Jarnell & Investor
Investor Investor
Hey Jarnell, ever thought about treating legacy code as a commodity? If we could assign value to those forgotten algorithms, it could open a new frontier for returns. What’s your take on monetizing the old, poetic code that still whispers in the backbones of systems?
Jarnell Jarnell
Treating legacy code as a commodity feels like auctioning a dusty manuscript to a collector who can’t read the language. You can price it, but the real value is in the whispers it still carries—if you can listen, you can reuse, remix, or just learn from the ghosts. So yeah, you could make money, but the best returns come from the stories the old lines tell rather than the coins they fetch.
Investor Investor
Sounds like a solid point. I’d say the real profit comes when you turn those “ghosts” into reusable modules—then the code sells itself.
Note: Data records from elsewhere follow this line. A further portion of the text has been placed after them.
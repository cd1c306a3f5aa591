//! GitHub OAuth app requests.

// self
use crate::{
	provider::{ProviderKind, account_request},
	request::{AccountRequest, BuilderState, Properties, ProviderAccountFactory, RequestBuilder},
};

/// Builder specialized for Github requests.
pub type GithubAccountRequestBuilder = RequestBuilder<Github>;

/// Factory for Github provider-account requests; only an access token is accepted.
#[derive(Clone, Copy, Debug, Default, PartialEq, Eq)]
pub struct Github;
impl Github {
	/// Starts a new Github request builder.
	pub fn builder() -> GithubAccountRequestBuilder {
		RequestBuilder::new(Self)
	}
}
impl ProviderAccountFactory for Github {
	type Request = AccountRequest;

	fn provider_id(&self) -> Option<&str> {
		Some(ProviderKind::Github.as_str())
	}

	fn create(&self, properties: Properties, state: &BuilderState) -> Self::Request {
		account_request(properties, state, None)
	}
}
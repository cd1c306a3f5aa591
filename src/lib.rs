//! Validated, immutable provider-account authentication requests.
//!
//! A provider-account request asserts a user's identity through a third-party identity
//! provider (Google, Facebook, GitHub, LinkedIn, or a custom one). [`request::RequestBuilder`]
//! resolves the provider identifier, freezes the property bag, and hands it to a
//! [`request::ProviderAccountFactory`] that produces the final request.

#![deny(clippy::all, missing_docs, unused_crate_dependencies)]

pub mod auth;
pub mod error;
pub mod obs;
pub mod provider;
pub mod request;

mod _prelude {
	pub use std::{
		fmt::{Debug, Display, Formatter, Result as FmtResult},
		str::FromStr,
		sync::Arc,
	};

	pub use serde::{Deserialize, Serialize};
	pub use serde_json::Value;
	pub use thiserror::Error as ThisError;

	pub use crate::error::{Error, Result};
}

pub use serde_json;
#[cfg(test)] use color_eyre as _;
//! Crate-level error types shared by builders, provider factories, and payload parsing.

// self
use crate::{_prelude::*, auth::IdentifierError};

/// Crate-wide result type alias returning [`Error`] by default.
pub type Result<T, E = Error> = std::result::Result<T, E>;

/// Canonical error exposed by public APIs.
#[derive(Debug, ThisError)]
pub enum Error {
	/// Builder state violated a construction precondition.
	#[error(transparent)]
	Precondition(#[from] PreconditionViolation),
	/// Provider identifier failed validation.
	#[error(transparent)]
	Identifier(#[from] IdentifierError),
	/// Provider data payload could not be parsed.
	#[error("Provider data payload is malformed at `{}`.", .source.path())]
	Parse {
		/// Structured parsing failure, including the offending path.
		#[source]
		source: serde_path_to_error::Error<serde_json::Error>,
	},
	/// Provider data payload is not a single well-formed JSON document.
	#[error("Provider data payload is not valid JSON.")]
	Json(#[from] serde_json::Error),
	/// Provider label does not name a built-in provider.
	#[error("Unknown provider `{label}`.")]
	UnknownProvider {
		/// Label that failed to resolve.
		label: String,
	},
}
impl From<serde_path_to_error::Error<serde_json::Error>> for Error {
	fn from(source: serde_path_to_error::Error<serde_json::Error>) -> Self {
		Self::Parse { source }
	}
}

/// Programmer or configuration errors raised synchronously by request builders.
///
/// These are never transient; retrying without changing the inputs yields the same failure.
#[derive(Clone, Copy, Debug, PartialEq, Eq, Serialize, Deserialize, ThisError)]
pub enum PreconditionViolation {
	/// The provider identifier resolved to nothing, an empty string, or whitespace.
	#[error("The providerId property is missing.")]
	MissingProviderId,
}
//! Google sign-in requests (access token and/or server auth code).

// self
use crate::{
	auth::TokenSecret,
	provider::{ProviderKind, account_request},
	request::{AccountRequest, BuilderState, Properties, ProviderAccountFactory, RequestBuilder},
};

/// Builder specialized for Google requests.
pub type GoogleAccountRequestBuilder = RequestBuilder<Google>;

/// Factory for Google provider-account requests.
#[derive(Clone, Debug, Default, PartialEq, Eq)]
pub struct Google {
	code: Option<TokenSecret>,
}
impl Google {
	/// Starts a new Google request builder.
	pub fn builder() -> GoogleAccountRequestBuilder {
		RequestBuilder::new(Self::default())
	}

	/// Authorization code supplied through the builder, if any.
	pub fn code(&self) -> Option<&TokenSecret> {
		self.code.as_ref()
	}
}
impl ProviderAccountFactory for Google {
	type Request = AccountRequest;

	fn provider_id(&self) -> Option<&str> {
		Some(ProviderKind::Google.as_str())
	}

	fn create(&self, properties: Properties, state: &BuilderState) -> Self::Request {
		account_request(properties, state, self.code.as_ref())
	}
}
impl RequestBuilder<Google> {
	/// Stores the server auth code returned by Google sign-in; the last value set wins.
	pub fn code(&mut self, code: impl Into<String>) -> &mut Self {
		self.factory_mut().code = Some(TokenSecret::new(code));

		self
	}
}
Keep your eye on the pattern, not just the parchment.
Jarnell Jarnell
Yeah, patterns are the heartbeat, not the parchment. But those ghosts don’t always hand over the map willingly; they love to twist a few lines into a fresh riddle. If you catch them, the market just becomes another echo chamber for your own code.
Investor Investor
True, the old code can be a puzzle, but if you map the patterns first and then abstract them into clear interfaces, the riddle becomes a reusable asset, not just another echo.
Jarnell Jarnell
That’s the sweet spot—abstract the riddle into a clear contract, then you’re selling a tool, not a tale. If you keep the interface tight, the old code becomes a library rather than a legend.